Put New York Times bestselling authors Neil Gaiman and Terry Pratchett together . . . and all Hell breaks loose.
I’ve had this book sitting on my shelf for a good long while, but I never got around to reading it. I bought this book along with several other Gaiman novels several years ago, shortly after I read Neverwhere and realized how much I like his writing. Reading the excerpt of this book, I thought it sounded quite interesting, very absurd, and like it would be a book I would rather enjoy. So why did it take me so long to read it? I guess I just don’t read a lot of straight-up humor books. However, I decided to try something different after the heaping dose of angst I’d gotten from many of the other books I’d read recently.

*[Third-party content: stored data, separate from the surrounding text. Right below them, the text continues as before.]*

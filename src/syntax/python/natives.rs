//! Names the host sandbox makes available.
//!
//! The sandbox only admits imports from a fixed set of standard modules, and only
//! specific names from each. Anything else must come from a fragment or the host API.

use crate::syntax::NativeModule;

const ALLOWED_NATIVES: &[(&str, NativeModule)] = &[
    ("calendar", NativeModule::Members(&["isleap", "monthrange"])),
    ("collections", NativeModule::Members(&["defaultdict"])),
    ("datetime", NativeModule::Members(&["datetime"])),
    ("dateutil.parser", NativeModule::Members(&["parse"])),
    ("dateutil.relativedelta", NativeModule::Members(&["relativedelta"])),
    (
        "decimal",
        NativeModule::Members(&[
            "Decimal",
            "ROUND_05UP",
            "ROUND_CEILING",
            "ROUND_DOWN",
            "ROUND_FLOOR",
            "ROUND_HALF_DOWN",
            "ROUND_HALF_EVEN",
            "ROUND_HALF_UP",
        ]),
    ),
    ("json", NativeModule::Members(&["dumps", "loads"])),
    ("math", NativeModule::WholeModule),
    (
        "typing",
        NativeModule::Members(&[
            "Any",
            "Callable",
            "DefaultDict",
            "Dict",
            "Iterable",
            "Iterator",
            "List",
            "Mapping",
            "NamedTuple",
            "NewType",
            "NoReturn",
            "Optional",
            "Set",
            "Type",
            "Tuple",
            "Union",
        ]),
    ),
    ("zoneinfo", NativeModule::Members(&["ZoneInfo"])),
];

const BUILTINS: &[&str] = &[
    "ArithmeticError", "AssertionError", "AttributeError", "Exception", "False", "IndexError",
    "KeyError", "LookupError", "NameError", "None", "NotImplemented", "NotImplementedError",
    "OverflowError", "RuntimeError", "StopIteration", "True", "TypeError", "ValueError",
    "ZeroDivisionError", "__name__", "abs", "all", "any", "bool", "callable", "chr", "classmethod",
    "dict", "divmod", "enumerate", "filter", "float", "frozenset", "getattr", "hasattr", "hash",
    "int", "isinstance", "issubclass", "iter", "len", "list", "map", "max", "min", "next",
    "object", "ord", "pow", "print", "property", "range", "repr", "reversed", "round", "set",
    "slice", "sorted", "staticmethod", "str", "sum", "super", "tuple", "type", "zip",
];

pub(crate) fn native_module(module: &str) -> Option<NativeModule> {
    ALLOWED_NATIVES.iter().find(|(name, _)| *name == module).map(|(_, allowed)| *allowed)
}

pub(crate) fn is_builtin(name: &str) -> bool {
    BUILTINS.contains(&name)
}

#[cfg(test)]
mod tests {
    use super::*;

    #[test]
    fn test_lookup() {
        assert_eq!(native_module("math"), Some(NativeModule::WholeModule));
        assert!(matches!(
            native_module("decimal"),
            Some(NativeModule::Members(names)) if names.contains(&"ROUND_HALF_UP")
        ));
        assert_eq!(native_module("os"), None);
        assert!(is_builtin("len"));
        assert!(!is_builtin("open"));
    }
}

I can’t say that I regret my decision — Good Omens is great fun. Within the first few pages, I found myself thinking that I had found Monty Python in book form. In short, Good Omens is a story an angel, Aziraphale and a demon, Crowley, unlikely friends since the incident in the Garden of Eden, who are none too eager for the coming apocalypse. Things go quite pear-shaped when an unwitting loquacious Satanic nun accidentally misplaces the Antichrist. Peppered with appreciable British humor, Good Omens is at once slyly funny and cleverly pokes at the mores of religion and society in general.

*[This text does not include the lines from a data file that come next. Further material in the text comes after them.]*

impl<'a, F: FrontEnd> FragmentResolver<'a, F> {
    pub fn new(front_end: &'a F, locator: ModuleLocator, policy: ImportPolicy) -> Self {
        Self {
            front_end,
            locator,
            policy,
        }
    }

    /// Load, parse and order every fragment reachable from `template`.
    ///
    /// The template's directory is appended to the search path. Each fragment is read
    /// once no matter how many times it is imported. Nothing is returned unless the whole
    /// graph resolves and is acyclic.
    pub fn resolve(&self, template: &Path) -> Result<ResolvedGraph<F::Module>> {
        let template_path = template
            .canonicalize()
            .with_context(|| format!("Cannot read template {}", template.display()))?;

        let mut locator = self.locator.clone();
        if let Some(parent) = template_path.parent() {
            locator.push_root(parent.to_path_buf());
        }

        let mut loaded: HashMap<PathBuf, Fragment<F::Module>> = HashMap::new();
        let mut graph = FragmentGraph::new();
        let mut queue = VecDeque::from([(template_path.clone(), true)]);

        while let Some((path, is_template)) = queue.pop_front() {
            if loaded.contains_key(&path) {
                continue;
            }
            let label = display_label(&locator, &path);
            let fragment = self.load(&locator, &path, &label, is_template)?;
            graph.add_fragment(&path, label);

            for import in &fragment.imports {
                let Some(target) = import.kind.target() else {
                    continue;
                };
                graph.add_dependency(&path, target);
                if !loaded.contains_key(target) {
                    queue.push_back((target.to_path_buf(), false));
                }
            }
            loaded.insert(path, fragment);
        }

        let order = graph.topological_order(&template_path)?;
        tracing::debug!(
            target: "render",
            "Resolved {} fragment(s) with {} import edge(s)",
            graph.node_count(),
            graph.edge_count()
        );

        let fragments = order.into_iter().filter_map(|path| loaded.remove(&path)).collect();
        Ok(ResolvedGraph {
            fragments,
            graph,
            locator,
        })
    }

    fn load(
        &self,
        locator: &ModuleLocator,
        path: &Path,
        label: &str,
        is_template: bool,
    ) -> Result<Fragment<F::Module>> {
        let source = std::fs::read_to_string(path)
            .with_context(|| format!("Failed to read fragment {}", path.display()))?;
        let module = self.front_end.parse(label, &source)?;

        let module_name = locator.module_name_for(path).unwrap_or_else(|| {
            path.file_stem().map(|s| s.to_string_lossy().into_owned()).unwrap_or_default()
        });
        let is_package = locator.is_package(path);

        let symbols = self
            .front_end
            .declarations(&module)
            .into_iter()
            .filter(|d| d.kind.declares_symbols())
            .flat_map(|d| d.defines)
            .collect();

        let mut imports = Vec::new();
        for decl in self.front_end.imports(&module) {
            imports.extend(self.classify(locator, &decl, &module_name, is_package, label)?);
        }

        tracing::debug!(
            target: "render",
            "Loaded {} as module '{}' ({} import(s))",
            label,
            module_name,
            imports.len()
        );

        Ok(Fragment {
            path: path.to_path_buf(),
            module_name,
            source,
            module,
            symbols,
            imports,
            is_template,
        })
    }

    /// Classify one import declaration.
    fn classify(
        &self,
        locator: &ModuleLocator,
        decl: &ImportDecl,
        importer_module: &str,
        importer_is_package: bool,
        importer: &str,
    ) -> Result<Vec<ResolvedImport>> {
        let module = absolute_module(decl, importer_module, importer_is_package, importer)?;
        let make = |binding: Option<String>, kind: ImportKind| ResolvedImport {
            statement: decl.statement,
            line: decl.line,
            module: module.clone(),
            binding,
            kind,
        };

        if decl.level == 0 {
            if self.policy.is_ignored(&module) {
                tracing::debug!(target: "render", "Dropping import of '{}' in {}", module, importer);
                return Ok(vec![make(
                    None,
                    ImportKind::Ignored {
                        names: decl.names.clone(),
                    },
                )]);
            }
            if self.policy.is_host(&module) {
                if let ImportNames::Members(names) = &decl.names
                    && names.iter().any(ImportedName::is_glob)
                {
                    return Err(disallowed(&module, "*", importer));
                }
                return Ok(vec![make(
                    None,
                    ImportKind::Host {
                        names: decl.names.clone(),
                    },
                )]);
            }
            if let Some(native) = self.front_end.native_module(&module) {
                check_native(&module, native, &decl.names, importer)?;
                return Ok(vec![make(
                    None,
                    ImportKind::Native {
                        names: decl.names.clone(),
                    },
                )]);
            }
        }

        match &decl.names {
            ImportNames::Module {
                alias,
            } => {
                let target = locator
                    .find(&module)
                    .ok_or_else(|| unresolved(locator, &module, importer))?;
                let (binding, attribute_path) = match alias {
                    Some(alias) => (alias.clone(), Vec::new()),
                    None => {
                        let mut parts = module.split('.').map(str::to_string);
                        let first = parts.next().unwrap_or_default();
                        (first, parts.collect())
                    }
                };
                Ok(vec![make(
                    Some(binding),
                    ImportKind::Module {
                        target,
                        attribute_path,
                    },
                )])
            }
            ImportNames::Members(names) => names
                .iter()
                .map(|imported| {
                    if imported.is_glob() {
                        let target = locator
                            .find(&module)
                            .ok_or_else(|| unresolved(locator, &module, importer))?;
                        return Ok(make(
                            None,
                            ImportKind::Glob {
                                target,
                            },
                        ));
                    }

                    let binding = Some(imported.binding().to_string());
                    let submodule = join_module(&module, &imported.name);
                    if let Some(target) = locator.find(&submodule) {
                        Ok(make(
                            binding,
                            ImportKind::Module {
                                target,
                                attribute_path: Vec::new(),
                            },
                        ))
                    } else if let Some(target) = locator.find(&module) {
                        Ok(make(
                            binding,
                            ImportKind::Symbol {
                                target,
                                name: imported.name.clone(),
                            },
                        ))
                    } else {
                        let missing = if module.is_empty() { &submodule } else { &module };
                        Err(unresolved(locator, missing, importer))
                    }
                })
                .collect(),
        }
    }
}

There were so many little touches in this book that I appreciated. However, it is not flawless. There were points in the middle of the novel where the humor slowed down almost to a stop. Some passages seemed a bit tedious, and others just didn’t make very much sense to me. I will admit, I have never read any Terry Pratchett before, so I am unsure if it is a symptom of me not liking or not being used to his writing, or if it is simply due to the fact that this is a collaboration of two (from what I understand) quite different authors. Overall, though, Good Omens is a rollicking good time, and I’d recommend it to fans of British humor that need a good cheering up.